Task data: Begin
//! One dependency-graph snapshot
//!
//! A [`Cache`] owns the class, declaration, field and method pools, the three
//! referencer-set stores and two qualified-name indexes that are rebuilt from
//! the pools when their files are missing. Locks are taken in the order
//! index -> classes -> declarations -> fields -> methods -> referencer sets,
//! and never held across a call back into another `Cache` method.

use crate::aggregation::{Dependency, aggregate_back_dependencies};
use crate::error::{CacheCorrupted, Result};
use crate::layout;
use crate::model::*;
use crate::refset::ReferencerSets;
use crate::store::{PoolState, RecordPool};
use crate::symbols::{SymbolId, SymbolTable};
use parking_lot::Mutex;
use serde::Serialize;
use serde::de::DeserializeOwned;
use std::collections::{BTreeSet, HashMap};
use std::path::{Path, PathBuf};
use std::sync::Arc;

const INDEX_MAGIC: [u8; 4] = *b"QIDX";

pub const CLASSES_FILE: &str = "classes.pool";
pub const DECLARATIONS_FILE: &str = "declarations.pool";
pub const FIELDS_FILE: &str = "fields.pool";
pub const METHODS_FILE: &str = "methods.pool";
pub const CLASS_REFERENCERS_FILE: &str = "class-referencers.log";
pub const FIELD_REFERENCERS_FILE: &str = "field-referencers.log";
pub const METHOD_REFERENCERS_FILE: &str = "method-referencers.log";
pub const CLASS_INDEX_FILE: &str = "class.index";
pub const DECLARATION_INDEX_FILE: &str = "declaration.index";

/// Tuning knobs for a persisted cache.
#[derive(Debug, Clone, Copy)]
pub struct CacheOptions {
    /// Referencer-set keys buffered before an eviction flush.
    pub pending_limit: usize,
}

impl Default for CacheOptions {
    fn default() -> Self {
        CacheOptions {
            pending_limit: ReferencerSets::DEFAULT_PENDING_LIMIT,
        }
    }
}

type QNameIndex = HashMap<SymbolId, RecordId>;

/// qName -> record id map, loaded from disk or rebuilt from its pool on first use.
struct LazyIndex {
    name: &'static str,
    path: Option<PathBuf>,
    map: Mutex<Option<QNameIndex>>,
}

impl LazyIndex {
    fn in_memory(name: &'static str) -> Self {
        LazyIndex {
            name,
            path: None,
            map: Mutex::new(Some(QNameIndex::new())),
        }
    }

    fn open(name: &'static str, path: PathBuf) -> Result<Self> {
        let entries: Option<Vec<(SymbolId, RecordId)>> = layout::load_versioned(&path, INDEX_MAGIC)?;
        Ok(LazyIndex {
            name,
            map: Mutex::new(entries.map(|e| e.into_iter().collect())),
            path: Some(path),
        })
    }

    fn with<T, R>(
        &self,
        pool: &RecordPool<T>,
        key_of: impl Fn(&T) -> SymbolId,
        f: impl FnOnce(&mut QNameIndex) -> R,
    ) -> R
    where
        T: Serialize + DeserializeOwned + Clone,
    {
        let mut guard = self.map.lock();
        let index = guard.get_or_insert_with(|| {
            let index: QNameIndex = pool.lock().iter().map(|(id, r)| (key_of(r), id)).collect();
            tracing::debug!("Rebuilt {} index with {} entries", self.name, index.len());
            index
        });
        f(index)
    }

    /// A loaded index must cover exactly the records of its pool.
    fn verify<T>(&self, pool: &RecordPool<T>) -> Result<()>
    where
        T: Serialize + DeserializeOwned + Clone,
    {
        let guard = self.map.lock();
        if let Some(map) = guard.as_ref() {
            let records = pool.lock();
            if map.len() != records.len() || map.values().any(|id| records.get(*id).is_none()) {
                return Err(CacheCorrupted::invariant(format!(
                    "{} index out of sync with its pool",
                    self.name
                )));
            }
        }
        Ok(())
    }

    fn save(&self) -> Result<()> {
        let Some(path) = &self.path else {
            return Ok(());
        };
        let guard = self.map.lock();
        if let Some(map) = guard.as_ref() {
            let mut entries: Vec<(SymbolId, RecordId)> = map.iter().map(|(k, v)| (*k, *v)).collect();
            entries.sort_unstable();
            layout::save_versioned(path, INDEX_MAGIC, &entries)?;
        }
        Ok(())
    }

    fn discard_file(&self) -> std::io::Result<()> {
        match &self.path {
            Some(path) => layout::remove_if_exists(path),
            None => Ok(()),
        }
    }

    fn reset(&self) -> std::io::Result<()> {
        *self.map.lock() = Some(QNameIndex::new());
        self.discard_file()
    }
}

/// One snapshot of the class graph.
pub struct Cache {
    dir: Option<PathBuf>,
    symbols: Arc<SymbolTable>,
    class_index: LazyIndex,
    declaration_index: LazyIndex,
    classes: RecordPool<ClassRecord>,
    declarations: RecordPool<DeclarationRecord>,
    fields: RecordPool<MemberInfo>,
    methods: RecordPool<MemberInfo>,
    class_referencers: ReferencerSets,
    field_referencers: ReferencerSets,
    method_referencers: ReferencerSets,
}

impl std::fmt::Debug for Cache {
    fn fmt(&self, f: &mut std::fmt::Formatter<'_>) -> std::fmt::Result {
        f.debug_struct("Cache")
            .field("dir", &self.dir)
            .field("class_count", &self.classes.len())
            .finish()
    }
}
Task data: End
[What you have to do] This exercise requires the lines of the entries containing the string "RecordPool".

[Exercise output]
use crate::store::{PoolState, RecordPool};
        pool: &RecordPool<T>,
    fn verify<T>(&self, pool: &RecordPool<T>) -> Result<()>
    classes: RecordPool<ClassRecord>,
    declarations: RecordPool<DeclarationRecord>,
    fields: RecordPool<MemberInfo>,
    methods: RecordPool<MemberInfo>,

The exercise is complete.